Carex ledongensis

Scientific classification
- Kingdom: Plantae
- Clade: Tracheophytes
- Clade: Angiosperms
- Clade: Monocots
- Clade: Commelinids
- Order: Poales
- Family: Cyperaceae
- Genus: Carex
- Species: C. ledongensis
- Binomial name: Carex ledongensis H.B.Yang & G.D.Liu

= Carex ledongensis =

- Authority: H.B.Yang & G.D.Liu

Species of sedge

Carex ledongensis is a species of sedge in the family Cyperaceae. Found in the tropical monsoon rainforests of Hainan Island, China, it was described as a new species in 2020. It shares similarities with the species Carex pseudotristachya but exhibits distinct characteristics that set it apart.

==Taxonomy==

Carex ledongensis, formally described in 2020 by Hu-Biao Yang and Guo-Dao Liu, is named after its type locality in Ledong County, Hainan, where it was first discovered in the Jianfengling Nature Reserve. The species is known as 乐东薹草 in Chinese. The holotype specimen is preserved at the herbarium of the South China National Botanical Garden, while isotypes can be found at the Chinese Academy of Tropical Agricultural Sciences.

==Description==

This plant is quite similar in appearance to C. pseudotristachya but has several distinguishing features. Its leaves are 4–5 times longer than its culms, and it has three spikes as opposed to the 2–4 spikes typically found in C. pseudotristachya. The terminal spike of C. ledongensis is equipped with a 1.5 cm long peduncle, and the lateral spikes are androgynous. The perigynia are fusiform and measure 6–8 mm long, while the nutlets are brownish-black and 5–6 mm long.

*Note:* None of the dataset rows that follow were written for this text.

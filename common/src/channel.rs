//! Send-or-drop queue helper.
//!
//! Every hop between pipeline stages is a bounded `tokio::sync::mpsc`
//! queue. A full queue drops the newest item and logs; a sender never
//! waits on a slow receiver.

use crate::MetricsContext;
use tokio::sync::mpsc::{error::TrySendError, Sender};
use tracing::{debug, warn};

/// Tries to enqueue `item` on `tx`.
///
/// Returns `true` if the item was queued. When the queue is full the
/// item is dropped with a warning naming `what`; when the receiver is
/// gone it is dropped at debug level (normal during shutdown).
pub fn try_forward<T>(tx: &Sender<T>, item: T, what: &str) -> bool {
    // ---
    try_forward_counted(tx, item, what, None)
}

/// [`try_forward`] that also counts full-queue drops.
pub fn try_forward_counted<T>(
    tx: &Sender<T>,
    item: T,
    what: &str,
    metrics: Option<&MetricsContext>,
) -> bool {
    // ---
    match tx.try_send(item) {
        Ok(()) => true,
        Err(TrySendError::Full(_)) => {
            warn!("{what} queue is full, dropping item");
            if let Some(m) = metrics {
                m.channel_full_drops_total.inc();
            }
            false
        }
        Err(TrySendError::Closed(_)) => {
            debug!("{what} queue is closed, dropping item");
            false
        }
    }
}

#[cfg(test)]
mod tests {
    // ---
    use super::*;
    use tokio::sync::mpsc;

    #[tokio::test]
    async fn test_try_forward_drops_when_full() {
        // ---
        let (tx, mut rx) = mpsc::channel(2);
        assert!(try_forward(&tx, 1, "test"));
        assert!(try_forward(&tx, 2, "test"));
        assert!(!try_forward(&tx, 3, "test"));

        assert_eq!(rx.recv().await, Some(1));
        assert_eq!(rx.recv().await, Some(2));
        assert!(rx.try_recv().is_err());
    }

    #[tokio::test]
    async fn test_try_forward_closed_receiver() {
        // ---
        let (tx, rx) = mpsc::channel::<u8>(1);
        drop(rx);
        assert!(!try_forward(&tx, 1, "test"));
    }

    #[tokio::test]
    async fn test_full_drop_is_counted() {
        // ---
        let metrics = MetricsContext::new("test").unwrap();
        let (tx, _rx) = mpsc::channel(1);
        assert!(try_forward_counted(&tx, 1, "test", Some(&metrics)));
        assert!(!try_forward_counted(&tx, 2, "test", Some(&metrics)));
        assert_eq!(metrics.channel_full_drops_total.get(), 1);
    }
}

==Habitat and distribution==

Carex ledongensis thrives in the tropical monsoon rainforests of Hainan Island's Jianfengling Nature Reserve, at elevations of around 1360 m. The plant is commonly found alongside other species such as Pentaphylax euryoides, Ternstroemia gymnanthera, Photinia glabra, Polyspora axillaris, Rhodomyrtus tomentosa, Manglietia hainanensis, and Oligostachyum nuspiculum. The flowering period for Carex ledongensis occurs in March, with ripe fruits appearing in May.

==Conservation status==

The known population of Carex ledongensis covers an area of approximately 30000 m2. However, the individual density within this population is relatively low, with about 25 clumped individuals per 100 m2. According to the authors, continuous monitoring is necessary to ensure the conservation of this plant species.